Finally, as they walked up the fairway on five, side by side, bags bobbing and clubs clanking, he brought it up: a lab on the Internet—great ad by the way: a pregnant Mona Lisa above a headline reading,
WHO'S THE FATHER?
A kit, a mailer, a swab, no doctor . . . results in three weeks. Still better, the coroner had all the DNA samples they'd ever need from Miles—blood, tissues, the works. Factor in the father, according to the lab guy at the toll-free number, and you get 100 percent certainty. His treat. How about it?

“Okay,” said Sunny.

He stopped for a few seconds, then caught up with her.

“Just like that? No argument? No stalling?”

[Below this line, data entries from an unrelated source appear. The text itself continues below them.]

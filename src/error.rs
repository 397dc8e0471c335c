//! Error types for asnlist.

use std::io;
use std::path::PathBuf;

use thiserror::Error;

#[derive(Error, Debug)]
pub enum SyncError {
    #[error("Configuration error: {0}")]
    Config(String),

    #[error("Cache I/O error on {}: {source}", path.display())]
    CacheIo {
        path: PathBuf,
        #[source]
        source: io::Error,
    },

    #[error("Prefix lookup for ASN {asn} failed: {reason}")]
    Fetch { asn: String, reason: String },

    #[error("Device connection error: {0}")]
    Connection(String),

    #[error("Device protocol error: {0}")]
    Protocol(String),

    #[error("No entry in list '{list}' tagged '{tag}' with address {address}")]
    EntryNotFound {
        list: String,
        tag: String,
        address: String,
    },
}

impl SyncError {
    pub(crate) fn cache_io(path: impl Into<PathBuf>, source: io::Error) -> Self {
        Self::CacheIo {
            path: path.into(),
            source,
        }
    }

    pub(crate) fn fetch(asn: &str, reason: impl Into<String>) -> Self {
        Self::Fetch {
            asn: asn.to_string(),
            reason: reason.into(),
        }
    }

    /// The underlying I/O error kind for cache failures.
    pub fn io_kind(&self) -> Option<io::ErrorKind> {
        match self {
            Self::CacheIo { source, .. } => Some(source.kind()),
            _ => None,
        }
    }
}

pub type Result<T> = std::result::Result<T, SyncError>;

“It's all you've talked about since the minute we met.”

He repeated, “It's painless. No doctors. A do-it-yourself kit. And we'll know in three weeks.”

“I said okay, Fletch.”

“What happened to ‘I don't know where I'll be in three weeks. How long can I impose on the good people of King George for charity housing and free refills at The Dot?' “

“You're putting words in my mouth. Besides, where would I go?”

Fletcher was tending the flagstick. He lifted it as she made the long putt, swiftly and into the center of the cup. “Nice one,” he said.

“What about you?” Sunny asked. “How long do you expect to stay?”

“I'm in no hurry. Why would I rush off and start paying rent somewhere?”

“Where did you live before?”

“Oh that,” said Fletcher. “Let's just say I lost it with my job.”

“Like me,” said Sunny. “Only something tells me you weren't a dorm parent.”

“I had a condo—get this—which Grandjean père had bought solely for his dog.”

“No!”

“I'm not kidding. He had this old geezer of a dog, some hulking French breed, and Mrs. Grandjean couldn't stand the smell of him even when he was fresh from his bubble bath. So Rex and his wholesale bales of dog chow lodged in the family's pied-à-terre near the main plant, where various Grandjeans and dog walkers visited him daily.”

“That was your roommate? A dog?”

“Who understood only French.”

“Still, a free apartment, and one without horrible fifteen-year-old boarders to police and tutor.”

“That's what I thought at first—free. But within a week I discovered that a half a dozen people had keys, and no one felt the need to ring the doorbell before entering. It's why I get down on my knees every night—well, figuratively—and thank my father for the renovated roof over my head and the solitude.”

“Solitude?” she repeated. “What about Emily Ann?”

Fletcher sped up, but she stayed with him. “You know that she likes you,” said Sunny. “We've established that. But I would have thought by now familiarity would have bred a little contempt.”

“Don't get cute,” said Fletcher. “It's me playing host. Me sleeping in a bed and her on a futon, a floor above. Me convincing her that if my hand brushed against her breast in mid-air, it was turbulence.”

“Poor Em,” said Sunny. “You should take the futon and give her the bed.”

One hole later, a second away from making her putt, Fletcher asked, “Do I editorialize on the subject of your personal life?”

“Constantly.”

“Let me see your stroke,” he said.

She backed off and demonstrated.

“A little wristy,” said Fletcher. “Did anyone ever tell you that?”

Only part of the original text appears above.